◆ THE PROBLEM ◆
Reproduce each line of the entries that carries "args".

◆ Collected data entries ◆
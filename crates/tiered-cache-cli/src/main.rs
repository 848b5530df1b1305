//! Tiered cache CLI - inspect and maintain a cache directory
//!
//! Opens the cache described by the environment (CACHE_DIR, MAX_CACHE_SIZE,
//! CACHE_TTL_SECS, ...) and runs a single operation against it.

mod error;

use crate::error::{CliError, Result};
use clap::{Parser, Subcommand};
use std::io::Write;
use std::path::PathBuf;
use std::time::Duration;
use tiered_cache::{CacheConfig, TieredCache};
use tracing::info;
use tracing_subscriber::{prelude::*, EnvFilter};

#[derive(Parser, Debug)]
#[command(name = "tiered-cache")]
#[command(version, about = "Inspect and maintain a tiered cache directory")]
struct Cli {
    /// Cache directory (overrides CACHE_DIR)
    #[arg(long, global = true)]
    cache_dir: Option<PathBuf>,

    #[command(subcommand)]
    command: Command,
}

#[derive(Subcommand, Debug)]
enum Command {
    /// Print entry counts, sizes and quota
    Stats,
    /// Print a cached value
    Get {
        key: String,
        /// Read from the raw-bytes (image) namespace
        #[arg(long)]
        image: bool,
        /// Write the value to a file instead of stdout
        #[arg(long)]
        out: Option<PathBuf>,
    },
    /// Cache a JSON value
    Set {
        key: String,
        json: String,
        #[arg(long)]
        ttl_secs: Option<u64>,
    },
    /// Cache a file's bytes in the image namespace
    SetImage {
        key: String,
        path: PathBuf,
        #[arg(long)]
        ttl_secs: Option<u64>,
    },
    /// Remove a cached value
    Remove {
        key: String,
        #[arg(long)]
        image: bool,
    },
    /// Remove every cached value
    Clear,
    /// Drop expired and orphaned entries and enforce the quota
    Purge,
}

#[tokio::main]
async fn main() -> Result<()> {
    let cli = Cli::parse();

    // Initialize logging
    let env_filter = EnvFilter::from_default_env()
        .add_directive("tiered_cache=info".parse()?)
        .add_directive("tiered_cache_cli=info".parse()?);

    // Use JSON format for GCP Cloud Logging when LOG_FORMAT=json
    if std::env::var("LOG_FORMAT")
        .map(|v| v == "json")
        .unwrap_or(false)
    {
        tracing_subscriber::registry()
            .with(env_filter)
            .with(tracing_stackdriver::layer().with_writer(std::io::stderr))
            .init();
    } else {
        tracing_subscriber::fmt()
            .with_env_filter(env_filter)
            .with_writer(std::io::stderr)
            .init();
    };

    let mut config = CacheConfig::from_env();
    if let Some(dir) = cli.cache_dir {
        config = config.with_cache_dir(dir);
    }
    info!("Cache dir: {:?}", config.cache_dir);
    info!("Max cache size: {} MB", config.disk_quota / (1024 * 1024));

    let cache = TieredCache::open(config).await?;
    cache.ready().await;
    let mut stdout = std::io::stdout().lock();
    execute(&cache, cli.command, &mut stdout).await
}

async fn execute(cache: &TieredCache, command: Command, out: &mut impl Write) -> Result<()> {
    match command {
        Command::Stats => {
            let stats = cache.stats().await;
            writeln!(out, "entries: {}", stats.disk_entries)?;
            writeln!(out, "size: {} bytes", stats.disk_size)?;
            writeln!(out, "quota: {} bytes", cache.config().disk_quota)?;
        }
        Command::Get { key, image, out: path } => {
            let data = if image {
                cache.get_image(&key).await
            } else {
                match cache.get::<serde_json::Value>(&key).await {
                    Some(value) => Some(serde_json::to_vec_pretty(&value)?),
                    None => None,
                }
            };

            let Some(data) = data else {
                info!(key = %key, "Not cached");
                return Ok(());
            };

            match path {
                Some(path) => tokio::fs::write(&path, &data).await?,
                None => {
                    out.write_all(&data)?;
                    if !image {
                        writeln!(out)?;
                    }
                }
            }
        }
        Command::Set {
            key,
            json,
            ttl_secs,
        } => {
            let value: serde_json::Value = serde_json::from_str(&json)?;
            cache.set(value, &key, ttl_secs.map(Duration::from_secs)).await;
            cache.settle().await;
        }
        Command::SetImage {
            key,
            path,
            ttl_secs,
        } => {
            let data = tokio::fs::read(&path).await?;
            if data.is_empty() {
                return Err(CliError::Config(format!("{} is empty", path.display())));
            }
            cache
                .set_image(data, &key, ttl_secs.map(Duration::from_secs))
                .await;
            cache.settle().await;
        }
        Command::Remove { key, image } => {
            if image {
                cache.remove_image(&key).await;
            } else {
                cache.remove(&key).await;
            }
        }
        Command::Clear => cache.clear_all().await,
        Command::Purge => {
            let purged = cache.purge_expired().await;
            writeln!(out, "purged: {}", purged)?;
        }
    }

    Ok(())
}
use std::env;
use std::path::PathBuf;
use std::time::Duration;

use crate::error::{CacheError, Result};

const DEFAULT_CACHE_DIR: &str = "./cache/data";
const DEFAULT_MEMORY_MAX_ENTRIES: u64 = 100;
const DEFAULT_MEMORY_MAX_COST: u64 = 50 * 1024 * 1024; // 50 MiB
const DEFAULT_DISK_QUOTA: u64 = 100 * 1024 * 1024; // 100 MiB
const DEFAULT_IMAGE_PREFIX: &str = "image:";

/// Cache configuration
#[derive(Debug, Clone, PartialEq, Eq)]
pub struct CacheConfig {
    /// Directory holding blob files and the metadata table
    pub cache_dir: PathBuf,
    pub memory_max_entries: u64,
    /// Memory budget in bytes
    pub memory_max_cost: u64,
    /// Disk quota in bytes
    pub disk_quota: u64,
    /// Applied when `set` is called without an expiry
    pub default_ttl: Option<Duration>,
    /// Namespace for raw-bytes (image) keys
    pub image_prefix: String,
}

impl Default for CacheConfig {
    fn default() -> Self {
        Self {
            cache_dir: PathBuf::from(DEFAULT_CACHE_DIR),
            memory_max_entries: DEFAULT_MEMORY_MAX_ENTRIES,
            memory_max_cost: DEFAULT_MEMORY_MAX_COST,
            disk_quota: DEFAULT_DISK_QUOTA,
            default_ttl: None,
            image_prefix: DEFAULT_IMAGE_PREFIX.to_string(),
        }
    }
}

impl CacheConfig {
    /// Parse configuration from environment variables
    pub fn from_env() -> Self {
        let cache_dir = env::var("CACHE_DIR")
            .map(PathBuf::from)
            .unwrap_or_else(|_| PathBuf::from(DEFAULT_CACHE_DIR));

        let memory_max_entries = env::var("MEMORY_MAX_ENTRIES")
            .ok()
            .and_then(|s| s.parse::<u64>().ok())
            .unwrap_or(DEFAULT_MEMORY_MAX_ENTRIES);

        let memory_max_cost = env::var("MEMORY_MAX_COST")
            .ok()
            .and_then(|s| s.parse::<u64>().ok())
            .unwrap_or(DEFAULT_MEMORY_MAX_COST);

        let disk_quota = env::var("MAX_CACHE_SIZE")
            .ok()
            .and_then(|s| s.parse::<u64>().ok())
            .unwrap_or(DEFAULT_DISK_QUOTA);

        let default_ttl = env::var("CACHE_TTL_SECS")
            .ok()
            .and_then(|s| s.parse::<u64>().ok())
            .map(Duration::from_secs);

        let image_prefix =
            env::var("IMAGE_KEY_PREFIX").unwrap_or_else(|_| DEFAULT_IMAGE_PREFIX.to_string());

        Self {
            cache_dir,
            memory_max_entries,
            memory_max_cost,
            disk_quota,
            default_ttl,
            image_prefix,
        }
    }

    /// Use a different cache directory
    pub fn with_cache_dir(mut self, cache_dir: impl Into<PathBuf>) -> Self {
        self.cache_dir = cache_dir.into();
        self
    }

    pub(crate) fn validate(&self) -> Result<()> {
        if self.memory_max_entries == 0 {
            return Err(CacheError::Config(
                "MEMORY_MAX_ENTRIES must be positive".to_string(),
            ));
        }
        if self.memory_max_cost == 0 {
            return Err(CacheError::Config(
                "MEMORY_MAX_COST must be positive".to_string(),
            ));
        }
        if self.image_prefix.is_empty() {
            return Err(CacheError::Config(
                "IMAGE_KEY_PREFIX must not be empty".to_string(),
            ));
        }
        Ok(())
    }
}

#[cfg(test)]
mod tests {
    use super::*;

    #[test]
    fn test_default_config() {
        let config = CacheConfig::default();
        assert_eq!(config.cache_dir, PathBuf::from("./cache/data"));
        assert_eq!(config.memory_max_entries, 100);
        assert_eq!(config.memory_max_cost, 50 * 1024 * 1024);
        assert_eq!(config.disk_quota, 100 * 1024 * 1024);
        assert_eq!(config.default_ttl, None);
        assert_eq!(config.image_prefix, "image:");
        assert!(config.validate().is_ok());
    }

    #[test]
    fn test_with_cache_dir() {
        let config = CacheConfig::default().with_cache_dir("/tmp/market-cache");
        assert_eq!(config.cache_dir, PathBuf::from("/tmp/market-cache"));
    }

    #[test]
    fn test_validate_rejects_zero_limits() {
        let config = CacheConfig {
            memory_max_entries: 0,
            ..CacheConfig::default()
        };
        assert!(config.validate().is_err());

        let config = CacheConfig {
            memory_max_cost: 0,
            ..CacheConfig::default()
        };
        assert!(config.validate().is_err());
    }

    #[test]
    fn test_validate_rejects_empty_image_prefix() {
        let config = CacheConfig {
            image_prefix: String::new(),
            ..CacheConfig::default()
        };
        let err = config.validate().unwrap_err();
        assert!(err.to_string().contains("IMAGE_KEY_PREFIX"));
    }
}
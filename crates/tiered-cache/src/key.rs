//! Mapping logical keys to filesystem-safe digests

use sha2::{Digest, Sha256};

/// Digest a logical key into the name of its blob file
///
/// SHA-256 rendered as lowercase hex, so the result is always 64 characters
/// and stable across restarts.
pub fn digest(key: &str) -> String {
    let mut hasher = Sha256::new();
    hasher.update(key.as_bytes());
    hex::encode(hasher.finalize())
}

/// Namespace a key for the raw-bytes (image) surface
pub fn image_key(prefix: &str, key: &str) -> String {
    format!("{}{}", prefix, key)
}
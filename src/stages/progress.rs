use std::{fmt::Write, time::Instant};
use indicatif::{ProgressBar, ProgressState, ProgressStyle};

/// Console progress for frame inference, drawn to stderr.
pub struct Progress {
    progress_bar: ProgressBar,
    start_time: Instant,
    completed: usize,
}

impl Progress {
    const TEMPLATE: &'static str =
        "{prefix} [{elapsed_precise}] [{eta}] [{wide_bar:.white/green}] {pos}/{len} {percent} {msg}";

    pub fn new(total: usize, label: &str) -> Self {
        let progress_bar = ProgressBar::new(total as u64);
        let progress_style = ProgressStyle::default_bar()
            .template(Self::TEMPLATE)
            .unwrap_or_else(|_| ProgressStyle::default_bar())
            .progress_chars("█▓▒░-")
            .with_key("eta", |state: &ProgressState, w: &mut dyn Write| {
                let _ = write!(w, "{:.1}s", state.eta().as_secs_f64());
            })
            .with_key("percent", |state: &ProgressState, w: &mut dyn Write| {
                let _ = write!(w, "({:.0}%)", state.fraction() * 100.0);
            });
        progress_bar.set_style(progress_style);
        progress_bar.set_prefix(label.to_string());

        Self {
            progress_bar,
            start_time: Instant::now(),
            completed: 0,
        }
    }

    pub fn advance(&mut self) {
        self.completed += 1;
        self.progress_bar.set_position(self.completed as u64);

        let elapsed = self.start_time.elapsed().as_secs_f64();
        if elapsed > 0.0 {
            self.progress_bar.set_message(format!("[fps: {:.1}]", self.completed as f64 / elapsed));
        }
    }

    pub fn finish(self) {
        self.progress_bar.finish();
        tracing::info!(
            frames = self.completed,
            seconds = self.start_time.elapsed().as_secs_f64(),
            "frame inference finished"
        );
    }
}
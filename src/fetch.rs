use crate::config::FetchConfig;
use crate::error::{Error, Result};
use crate::workspace::{Artifact, Workspace};

use std::fs::{self, File};
use std::io::Write;
use std::path::Path;

use url::Url;

pub const VIDEO_EXTENSIONS: [&str; 8] = ["mp4", "mov", "mkv", "webm", "avi", "m4v", "mpg", "mpeg"];
pub const DEFAULT_EXTENSION: &str = "mp4";
const DEFAULT_STEM: &str = "input";
const MAX_NAME_LEN: usize = 128;

fn has_video_extension(name: &str) -> bool {
    Path::new(name)
        .extension()
        .and_then(|ext| ext.to_str())
        .map(|ext| VIDEO_EXTENSIONS.iter().any(|known| ext.eq_ignore_ascii_case(known)))
        .unwrap_or(false)
}

/// Reduces `name` to `[A-Za-z0-9._-]`, strips leading dots and guarantees a
/// known video extension. Applying it twice gives the same result.
pub fn sanitize_file_name(name: &str) -> String {
    let cleaned: String = name
        .chars()
        .map(|c| if c.is_ascii_alphanumeric() || matches!(c, '.' | '_' | '-') { c } else { '_' })
        .collect();
    let cleaned = cleaned.trim_start_matches('.');
    let cleaned = if cleaned.is_empty() { DEFAULT_STEM } else { cleaned };

    if has_video_extension(cleaned) {
        if cleaned.len() <= MAX_NAME_LEN {
            return cleaned.to_string();
        }
        let (stem, ext) = cleaned.rsplit_once('.').unwrap_or((cleaned, DEFAULT_EXTENSION));
        let keep = MAX_NAME_LEN.saturating_sub(ext.len() + 1);
        return format!("{}.{}", &stem[..keep.min(stem.len())], ext);
    }

    let keep = MAX_NAME_LEN - DEFAULT_EXTENSION.len() - 1;
    let stem = &cleaned[..keep.min(cleaned.len())];
    format!("{}.{}", stem, DEFAULT_EXTENSION)
}

/// Local file name for the resource behind `url`.
pub fn file_name_for(url: &Url) -> String {
    let segment = url
        .path_segments()
        .and_then(|segments| segments.filter(|s| !s.is_empty()).last())
        .unwrap_or("");
    let decoded = url::form_urlencoded::parse(format!("n={}", segment).as_bytes())
        .next()
        .map(|(_, value)| value.into_owned())
        .unwrap_or_else(|| segment.to_string());
    sanitize_file_name(&decoded)
}

/// Retrieves a remote resource into a workspace.
pub trait Fetch: Send + Sync {
    fn fetch(&self, url: &Url, workspace: &Workspace) -> Result<Artifact>;
}

pub struct HttpFetcher {
    client: reqwest::blocking::Client,
}

impl HttpFetcher {
    pub fn new(config: &FetchConfig) -> Result<Self> {
        let client = reqwest::blocking::Client::builder()
            .timeout(config.timeout)
            .user_agent(config.user_agent.clone())
            .build()
            .map_err(|e| Error::EnvironmentConfig(format!("failed to build HTTP client: {}", e)))?;
        Ok(Self { client })
    }

    fn download(&self, url: &Url, partial: &Path) -> Result<u64> {
        let mut response = self
            .client
            .get(url.clone())
            .send()
            .map_err(|e| Error::Fetch(Self::describe(&e)))?;

        let status = response.status();
        if !status.is_success() {
            return Err(Error::Fetch(format!("{} returned HTTP {}", url, status)));
        }

        let mut file = File::create(partial)
            .map_err(|e| Error::Fetch(format!("cannot create {}: {}", partial.display(), e)))?;
        let written = response
            .copy_to(&mut file)
            .map_err(|e| Error::Fetch(Self::describe(&e)))?;
        file.flush()
            .and_then(|_| file.sync_all())
            .map_err(|e| Error::Fetch(format!("cannot write {}: {}", partial.display(), e)))?;
        Ok(written)
    }

    fn describe(error: &reqwest::Error) -> String {
        if error.is_timeout() {
            format!("request timed out: {}", error)
        } else {
            error.to_string()
        }
    }
}

impl Fetch for HttpFetcher {
    fn fetch(&self, url: &Url, workspace: &Workspace) -> Result<Artifact> {
        let destination = workspace.path(&file_name_for(url));
        if !workspace.contains(&destination) {
            return Err(Error::Fetch(format!(
                "destination {} is outside the workspace",
                destination.display()
            )));
        }
        let partial = destination.with_extension("part");

        tracing::info!(%url, destination = %destination.display(), "downloading source");
        match self.download(url, &partial) {
            Ok(bytes) => {
                fs::rename(&partial, &destination)
                    .map_err(|e| Error::Fetch(format!("cannot finalise download: {}", e)))?;
                tracing::info!(bytes, "download complete");
                Artifact::from_path(destination)
            }
            Err(e) => {
                let _ = fs::remove_file(&partial);
                Err(e)
            }
        }
    }
}
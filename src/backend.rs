use crate::config::EncodingConfig;
use crate::error::{Error, Result};
use crate::frame;
use crate::policy::ScaleDecision;
use crate::process::Tool;
use crate::stages::{self, Extract, FrameRunner, Merge};
use crate::video::VideoMetadata;
use crate::workspace::{Artifact, Workspace};

#[derive(Clone, Debug, PartialEq, Eq)]
pub struct UpscaledVideo {
    pub artifact: Artifact,
    pub width: u32,
    pub height: u32,
}

/// Transforms an input video into a larger one inside the job's workspace.
/// The input artifact is never written to.
pub trait UpscaleBackend: Send + Sync {
    fn name(&self) -> String;
    fn upscale(
        &self,
        input: &Artifact,
        metadata: &VideoMetadata,
        decision: &ScaleDecision,
        workspace: &Workspace,
    ) -> Result<UpscaledVideo>;
}

pub fn output_file_name(stem: &str, width: u32, height: u32) -> String {
    format!("{}_upscaled_{}x{}.mp4", stem, width, height)
}

/// Size for an exact target height, keeping the aspect ratio and an even width.
pub fn dimensions_for_height(width: u32, height: u32, target_height: u32) -> (u32, u32) {
    let scaled = (width as f64 * target_height as f64 / height as f64).round() as u32;
    let even = (scaled + 1) / 2 * 2;
    (even.max(2), target_height)
}

/// One ffmpeg pass with a Lanczos resampling filter.
pub struct FilterScale {
    pub ffmpeg: Tool,
    pub encoding: EncodingConfig,
}

impl UpscaleBackend for FilterScale {
    fn name(&self) -> String {
        "filter".to_string()
    }

    fn upscale(
        &self,
        input: &Artifact,
        metadata: &VideoMetadata,
        decision: &ScaleDecision,
        workspace: &Workspace,
    ) -> Result<UpscaledVideo> {
        let (width, height) = decision.output_dimensions(metadata);
        let output = workspace.output.join(output_file_name(&input.file_stem(), width, height));

        tracing::info!(width, height, "scaling with lanczos filter");
        let args = stages::scale_arguments(
            &self.encoding,
            &self.encoding.fast_preset,
            &input.local_path,
            &output,
            width,
            height,
        );
        self.ffmpeg.run(args)?;

        Ok(UpscaledVideo { artifact: Artifact::from_path(output)?, width, height })
    }
}

/// Frame-by-frame AI upscaling: extract, infer, reassemble and optionally
/// correct to an exact height.
pub struct FramePipeline {
    pub ffmpeg: Tool,
    pub encoding: EncodingConfig,
    pub runner: Box<dyn FrameRunner>,
    pub target_height: Option<u32>,
}

impl UpscaleBackend for FramePipeline {
    fn name(&self) -> String {
        format!("ai: {}", self.runner.describe())
    }

    fn upscale(
        &self,
        input: &Artifact,
        metadata: &VideoMetadata,
        decision: &ScaleDecision,
        workspace: &Workspace,
    ) -> Result<UpscaledVideo> {
        if metadata.fps <= 0.0 {
            return Err(Error::Media("source frame rate is unknown, cannot rebuild the video".to_string()));
        }

        Extract::execute(&self.ffmpeg, input, &workspace.frames_in)?;

        tracing::info!(runner = %self.runner.describe(), scale = decision.scale_factor, "upscaling frames");
        self.runner.run(&workspace.frames_in, &workspace.frames_out, decision.scale_factor)?;
        let frames = frame::verify_frame_sets(&workspace.frames_in, &workspace.frames_out)?;
        let (width, height) = decision.output_dimensions(metadata);
        frame::verify_frame_dimensions(&workspace.frames_out, width, height)?;
        tracing::info!(frames, width, height, "frames upscaled");

        let merge = Merge { ffmpeg: &self.ffmpeg, encoding: &self.encoding };
        let stem = input.file_stem();

        match self.target_height {
            Some(target_height) if target_height != height => {
                let assembled = merge.execute(
                    &workspace.frames_out,
                    metadata.fps,
                    input,
                    &workspace.output.join(format!("{}_assembled.mp4", stem)),
                )?;
                let (width, height) = dimensions_for_height(width, height, target_height);
                let output = workspace.output.join(output_file_name(&stem, width, height));
                let artifact = merge.correct(&assembled, &output, width, height)?;
                Ok(UpscaledVideo { artifact, width, height })
            }
            _ => {
                let output = workspace.output.join(output_file_name(&stem, width, height));
                let artifact = merge.execute(&workspace.frames_out, metadata.fps, input, &output)?;
                Ok(UpscaledVideo { artifact, width, height })
            }
        }
    }
}

#[cfg(test)]
mod tests {
    use super::*;
    use crate::job::{JobId, UpscaleMethod};
    use crate::workspace::WorkspaceManager;

    #[test]
    fn names_carry_dimensions() {
        assert_eq!(output_file_name("in", 2560, 1440), "in_upscaled_2560x1440.mp4");
    }

    #[test]
    fn corrective_dimensions_keep_aspect_and_parity() {
        assert_eq!(dimensions_for_height(2560, 1440, 2160), (3840, 2160));
        assert_eq!(dimensions_for_height(3840, 2160, 2160), (3840, 2160));
        assert_eq!(dimensions_for_height(2000, 1500, 2160), (2880, 2160));
        let (width, _) = dimensions_for_height(1442, 1080, 2160);
        assert_eq!(width % 2, 0);
    }

    fn metadata(fps: f64) -> VideoMetadata {
        VideoMetadata {
            width: 8,
            height: 6,
            fps,
            duration_seconds: 0.125,
            codec: "h264".into(),
            pixel_format: "yuv420p".into(),
        }
    }

    fn doubled(method: UpscaleMethod) -> ScaleDecision {
        ScaleDecision { scale_factor: 2, method }
    }

    #[cfg(unix)]
    mod orchestration {
        use super::*;
        use crate::frame::Frame;
        use crate::stages::FrameRunner;

        use std::fs;
        use std::os::unix::fs::PermissionsExt;
        use std::path::{Path, PathBuf};

        use image::imageops::FilterType;
        use image::{DynamicImage, ImageFormat};

        /// Resizes every frame by a fixed factor, whatever scale it is asked for.
        struct FixedFactor(u32);

        impl FrameRunner for FixedFactor {
            fn describe(&self) -> String {
                format!("fixed x{}", self.0)
            }

            fn run(&self, frames_in: &Path, frames_out: &Path, _scale: u32) -> Result<()> {
                for (index, path) in frame::list_frames(frames_in)? {
                    let mut frame = Frame::load(index, &path)?;
                    let (width, height) = (frame.image.width() * self.0, frame.image.height() * self.0);
                    frame.image = frame.image.resize_exact(width, height, FilterType::Nearest);
                    frame.save(frames_out)?;
                }
                Ok(())
            }
        }

        /// A job workspace plus an `ffmpeg` stand-in that logs its arguments,
        /// writes three 8x6 frames when asked to extract and an empty file
        /// for any other output.
        struct Scratch {
            root: PathBuf,
            log: PathBuf,
            ffmpeg: Tool,
            workspace: Workspace,
            input: Artifact,
        }

        impl Scratch {
            fn new() -> Self {
                let root = std::env::temp_dir().join(format!("backend-test-{}", uuid::Uuid::new_v4()));
                fs::create_dir_all(&root).unwrap();

                let template = root.join("template.png");
                DynamicImage::new_rgb8(8, 6).save_with_format(&template, ImageFormat::Png).unwrap();
                let log = root.join("ffmpeg.log");
                let script = root.join("ffmpeg");
                fs::write(
                    &script,
                    format!(
                        r#"#!/bin/sh
echo "$*" >> '{log}'
for last; do :; done
case "$last" in
  *%08d.png) dir=$(dirname "$last"); for i in 1 2 3; do cp '{template}' "$dir/frame_0000000$i.png"; done ;;
  *) printf video > "$last" ;;
esac
"#,
                        log = log.display(),
                        template = template.display(),
                    ),
                )
                .unwrap();
                fs::set_permissions(&script, fs::Permissions::from_mode(0o755)).unwrap();

                let workspace = WorkspaceManager::new(root.join("work"))
                    .acquire(&JobId::parse("backend").unwrap())
                    .unwrap();
                fs::write(workspace.path("in.mp4"), b"source").unwrap();
                let input = Artifact::from_path(workspace.path("in.mp4")).unwrap();

                Self { ffmpeg: Tool::new(&script), root, log, workspace, input }
            }

            fn pipeline(&self, runner: FixedFactor, target_height: Option<u32>) -> FramePipeline {
                FramePipeline {
                    ffmpeg: self.ffmpeg.clone(),
                    encoding: EncodingConfig::default(),
                    runner: Box::new(runner),
                    target_height,
                }
            }

            fn invocations(&self) -> Vec<String> {
                fs::read_to_string(&self.log)
                    .map(|log| log.lines().map(String::from).collect())
                    .unwrap_or_default()
            }
        }

        impl Drop for Scratch {
            fn drop(&mut self) {
                let _ = fs::remove_dir_all(&self.root);
            }
        }

        #[test]
        fn frames_are_extracted_upscaled_and_reassembled() {
            let scratch = Scratch::new();
            let upscaled = scratch
                .pipeline(FixedFactor(2), None)
                .upscale(&scratch.input, &metadata(24.0), &doubled(UpscaleMethod::Ai), &scratch.workspace)
                .unwrap();

            assert_eq!((upscaled.width, upscaled.height), (16, 12));
            assert_eq!(upscaled.artifact.file_name(), "in_upscaled_16x12.mp4");
            assert!(upscaled.artifact.local_path.starts_with(&scratch.workspace.output));
            assert_eq!(frame::verify_frame_sets(&scratch.workspace.frames_in, &scratch.workspace.frames_out).unwrap(), 3);

            let calls = scratch.invocations();
            assert_eq!(calls.len(), 2, "{calls:?}");
            assert!(calls[0].ends_with("frame_%08d.png"));
            assert!(calls[1].contains("-framerate 24"));
            assert!(calls[1].ends_with("in_upscaled_16x12.mp4"));
        }

        #[test]
        fn frames_that_ignore_the_scale_are_rejected() {
            let scratch = Scratch::new();
            let error = scratch
                .pipeline(FixedFactor(1), None)
                .upscale(&scratch.input, &metadata(24.0), &doubled(UpscaleMethod::Ai), &scratch.workspace)
                .unwrap_err();

            assert_eq!(error.kind(), crate::error::ErrorKind::Media);
            assert!(error.to_string().contains("expected 16x12"), "{error}");
            assert_eq!(scratch.invocations().len(), 1);
        }

        #[test]
        fn target_height_adds_a_corrective_pass() {
            let scratch = Scratch::new();
            let upscaled = scratch
                .pipeline(FixedFactor(2), Some(24))
                .upscale(&scratch.input, &metadata(24.0), &doubled(UpscaleMethod::Ai), &scratch.workspace)
                .unwrap();

            assert_eq!((upscaled.width, upscaled.height), (32, 24));
            assert_eq!(upscaled.artifact.file_name(), "in_upscaled_32x24.mp4");
            let calls = scratch.invocations();
            assert_eq!(calls.len(), 3, "{calls:?}");
            assert!(calls[1].ends_with("in_assembled.mp4"));
            assert!(calls[2].contains("scale=32:24:flags=lanczos"));
        }

        #[test]
        fn matching_target_height_skips_the_corrective_pass() {
            let scratch = Scratch::new();
            let upscaled = scratch
                .pipeline(FixedFactor(2), Some(12))
                .upscale(&scratch.input, &metadata(24.0), &doubled(UpscaleMethod::Ai), &scratch.workspace)
                .unwrap();

            assert_eq!(upscaled.artifact.file_name(), "in_upscaled_16x12.mp4");
            assert_eq!(scratch.invocations().len(), 2);
        }

        #[test]
        fn unknown_frame_rate_fails_before_extraction() {
            let scratch = Scratch::new();
            let error = scratch
                .pipeline(FixedFactor(2), None)
                .upscale(&scratch.input, &metadata(0.0), &doubled(UpscaleMethod::Ai), &scratch.workspace)
                .unwrap_err();

            assert_eq!(error.kind(), crate::error::ErrorKind::Media);
            assert!(scratch.invocations().is_empty());
        }

        #[test]
        fn filter_scale_is_a_single_lanczos_pass() {
            let scratch = Scratch::new();
            let backend = FilterScale { ffmpeg: scratch.ffmpeg.clone(), encoding: EncodingConfig::default() };
            let upscaled = backend
                .upscale(&scratch.input, &metadata(24.0), &doubled(UpscaleMethod::Filter), &scratch.workspace)
                .unwrap();

            assert_eq!((upscaled.width, upscaled.height), (16, 12));
            assert_eq!(upscaled.artifact.file_name(), "in_upscaled_16x12.mp4");
            let calls = scratch.invocations();
            assert_eq!(calls.len(), 1);
            assert!(calls[0].contains("scale=16:12:flags=lanczos"));
            assert!(calls[0].contains("-preset medium"));
            assert!(fs::read_dir(&scratch.workspace.frames_in).unwrap().next().is_none());
        }
    }
}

◆ EXERCISE OUTPUT ◆
        let args = stages::scale_arguments(
        self.ffmpeg.run(args)?;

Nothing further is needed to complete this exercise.